A spokesman for the Angelus Foundation, founded by the mother of Sussex University medical student Hester Stewart, said penalties were “too low” for shops knowingly selling psychoactive substances for human consumption.

The Centre for Social Justice (CSJ) think-tank this week recommended laws making it easier for so-called ‘head shops’ to be closed down and owners banned from opening certain types of businesses.

Angelus spokesman Jeremy Sare said: “The main thrust of what they are saying is there should not be these unpredictable substances on the high street and we entirely agree, that has gone on too long.

“Some shops in the UK have sold substances which have caused deaths and they have not responded in any way – what other business would continue to sell a substance which has killed somebody?

“Some of these are very powerful drugs – a 16-year-old trying one can have an extremely distressing experience which sits with them for a very long time.”

The CSJ recommends following the example of the Irish government in 2010 when it passed a law allowing police to shut down shops that refuse to stop selling psychoactive substances for human consumption.

Shops in the UK frequently dodge less strict legislation by marketing the substances as, for example, plant food, room fresheners and bath salts.
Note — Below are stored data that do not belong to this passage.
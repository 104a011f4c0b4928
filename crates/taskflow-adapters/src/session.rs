//! Proceso externo simulado.
//!
//! - Reproduce el tipo de colaborador que la cola orquesta en producción:
//!   estado observable sólo por sondeo, operaciones con latencia (ticks) y
//!   transiciones que ocurren solas entre un tick y otro.
//! - No accede a IO; sólo estructuras en memoria, deterministas.
//! - El handle es clonable: cada step captura su propia copia y todas
//!   apuntan al mismo estado (modelo single-thread, igual que el motor).

use serde::{Deserialize, Serialize};
use std::cell::RefCell;
use std::rc::Rc;

/// Latencias del proceso simulado, en ticks del propio proceso.
#[derive(Debug, Clone, Serialize, Deserialize)]
pub struct SessionConfig {
    /// Ticks entre pedir un login y tener al personaje dentro.
    pub login_latency: u64,
    /// Ticks entre pedir una ventana y que esté lista para interactuar.
    pub window_latency: u64,
    /// Unidades de distancia recorridas por tick de viaje.
    pub travel_speed: f32,
}

impl Default for SessionConfig {
    fn default() -> Self {
        Self { login_latency: 3,
               window_latency: 2,
               travel_speed: 2.0 }
    }
}

#[derive(Debug)]
struct SessionState {
    config: SessionConfig,
    tick: u64,
    roster: Vec<String>,
    character: Option<String>,
    pending_login: Option<(String, u64)>,
    busy_until: u64,
    open_window: Option<(String, u64)>,
    position: (f32, f32),
    destination: Option<(f32, f32)>,
    clicks: Vec<(String, String)>,
}

/// Handle clonable sobre el estado simulado.
#[derive(Debug, Clone)]
pub struct SimSession {
    inner: Rc<RefCell<SessionState>>,
}

impl SimSession {
    pub fn new(config: SessionConfig) -> Self {
        Self { inner: Rc::new(RefCell::new(SessionState { config,
                                                          tick: 0,
                                                          roster: Vec::new(),
                                                          character: None,
                                                          pending_login: None,
                                                          busy_until: 0,
                                                          open_window: None,
                                                          position: (0.0, 0.0),
                                                          destination: None,
                                                          clicks: Vec::new() })) }
    }

    /// Da de alta un personaje conocido por el proceso.
    pub fn register_character(&self, name: impl Into<String>) {
        self.inner.borrow_mut().roster.push(name.into());
    }

    /// Un tick del proceso externo: resuelve logins pendientes y avanza el
    /// viaje en curso. Corre a la cadencia del host, no de la cola.
    pub fn tick(&self) {
        let mut s = self.inner.borrow_mut();
        s.tick += 1;

        if let Some((name, ready_at)) = s.pending_login.clone() {
            if s.tick >= ready_at {
                s.character = Some(name);
                s.pending_login = None;
            }
        }

        if let Some((dx, dy)) = s.destination {
            let (px, py) = s.position;
            let (vx, vy) = (dx - px, dy - py);
            let dist = (vx * vx + vy * vy).sqrt();
            if dist <= s.config.travel_speed {
                s.position = (dx, dy);
                s.destination = None;
            } else {
                let step = s.config.travel_speed / dist;
                s.position = (px + vx * step, py + vy * step);
            }
        }
    }

    pub fn tick_count(&self) -> u64 {
        self.inner.borrow().tick
    }

    // -- login -----------------------------------------------------------

    /// Pide el cambio de personaje. Deja al proceso ocupado hasta que el
    /// login resuelva.
    pub fn request_login(&self, name: &str) {
        let mut s = self.inner.borrow_mut();
        let ready_at = s.tick + s.config.login_latency;
        tracing::debug!(character = name, ready_at, "login requested");
        s.pending_login = Some((name.to_string(), ready_at));
        s.character = None;
        s.busy_until = s.busy_until.max(ready_at);
    }

    pub fn logged_in_as(&self, name: &str) -> bool {
        self.inner.borrow().character.as_deref() == Some(name)
    }

    /// Personajes que el proceso conoce. Lectura cara; los llamadores la
    /// estrangulan (ver `Throttle`).
    pub fn roster(&self) -> Vec<String> {
        self.inner.borrow().roster.clone()
    }

    // -- ocupación -------------------------------------------------------

    /// Ocupado: login en curso o viaje sin terminar. Ningún step debería
    /// interactuar mientras esto sea `true`.
    pub fn is_busy(&self) -> bool {
        let s = self.inner.borrow();
        s.tick < s.busy_until || s.pending_login.is_some() || s.destination.is_some()
    }

    // -- ventanas --------------------------------------------------------

    /// Pide abrir una ventana; estará lista `window_latency` ticks después.
    /// Reemplaza a la ventana anterior, si había.
    pub fn open_window(&self, name: &str) {
        let mut s = self.inner.borrow_mut();
        let ready_at = s.tick + s.config.window_latency;
        s.open_window = Some((name.to_string(), ready_at));
    }

    /// `true` cuando la ventana pedida existe y terminó de abrir.
    pub fn window_ready(&self, name: &str) -> bool {
        let s = self.inner.borrow();
        match &s.open_window {
            Some((open, ready_at)) => open == name && s.tick >= *ready_at,
            None => false,
        }
    }

    /// Dispara un botón de una ventana lista. Falla si la ventana no está.
    pub fn click(&self, window: &str, button: &str) -> anyhow::Result<()> {
        if !self.window_ready(window) {
            anyhow::bail!("window {window} is not ready");
        }
        tracing::debug!(window, button, "click fired");
        self.inner
            .borrow_mut()
            .clicks
            .push((window.to_string(), button.to_string()));
        Ok(())
    }

    /// Registro de clicks, en orden.
    pub fn clicks(&self) -> Vec<(String, String)> {
        self.inner.borrow().clicks.clone()
    }

    // -- movimiento ------------------------------------------------------

    pub fn move_to(&self, x: f32, y: f32) {
        self.inner.borrow_mut().destination = Some((x, y));
    }

    pub fn position(&self) -> (f32, f32) {
        self.inner.borrow().position
    }

    /// `true` si el avatar está a menos de `tolerance` del punto.
    pub fn near(&self, x: f32, y: f32, tolerance: f32) -> bool {
        let (px, py) = self.position();
        let (dx, dy) = (x - px, y - py);
        (dx * dx + dy * dy).sqrt() < tolerance
    }
}

impl Default for SimSession {
    fn default() -> Self {
        Self::new(SessionConfig::default())
    }
}

#[cfg(test)]
mod tests {
    use super::*;

    #[test]
    fn login_resolves_after_latency() {
        let session = SimSession::default();
        session.register_character("Aria Moon");
        session.request_login("Aria Moon");
        assert!(!session.logged_in_as("Aria Moon"));
        assert!(session.is_busy());

        for _ in 0..3 {
            session.tick();
        }
        assert!(session.logged_in_as("Aria Moon"));
        assert!(!session.is_busy());
    }

    #[test]
    fn window_needs_latency_before_clicks() {
        let session = SimSession::default();
        session.open_window("MerchantShop");
        assert!(!session.window_ready("MerchantShop"));
        assert!(session.click("MerchantShop", "buy").is_err());

        session.tick();
        session.tick();
        assert!(session.window_ready("MerchantShop"));
        session.click("MerchantShop", "buy").unwrap();
        assert_eq!(session.clicks(), vec![("MerchantShop".to_string(), "buy".to_string())]);
    }

    #[test]
    fn travel_advances_per_tick_until_arrival() {
        let session = SimSession::default();
        session.move_to(0.0, 10.0);
        assert!(session.is_busy());
        for _ in 0..4 {
            session.tick();
        }
        assert!(session.is_busy(), "a 8 unidades todavía no llegó");
        session.tick();
        assert_eq!(session.position(), (0.0, 10.0));
        assert!(!session.is_busy());
        assert!(session.near(0.0, 10.0, 3.5));
    }
}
Lewes MP Norman Baker, the minister for crime prevention, said he was waiting for the Home Office to formally respond to his review on how to tackle the growing use of the drugs.

He said: “My aim is to minimise the harm from these substances in society.

“People think they are safe because there is a tendency to call them ‘legal highs’, which confers a respectability they don’t warrant.”

He wrote to local authorities across the country about six months ago, highlighting underused powers to tackle the trade.

He said: “We are in a race against the chemists in which we are always playing catch-up.”

Hester Stewart died in 2009 after taking unclassified liquid party drug GBL.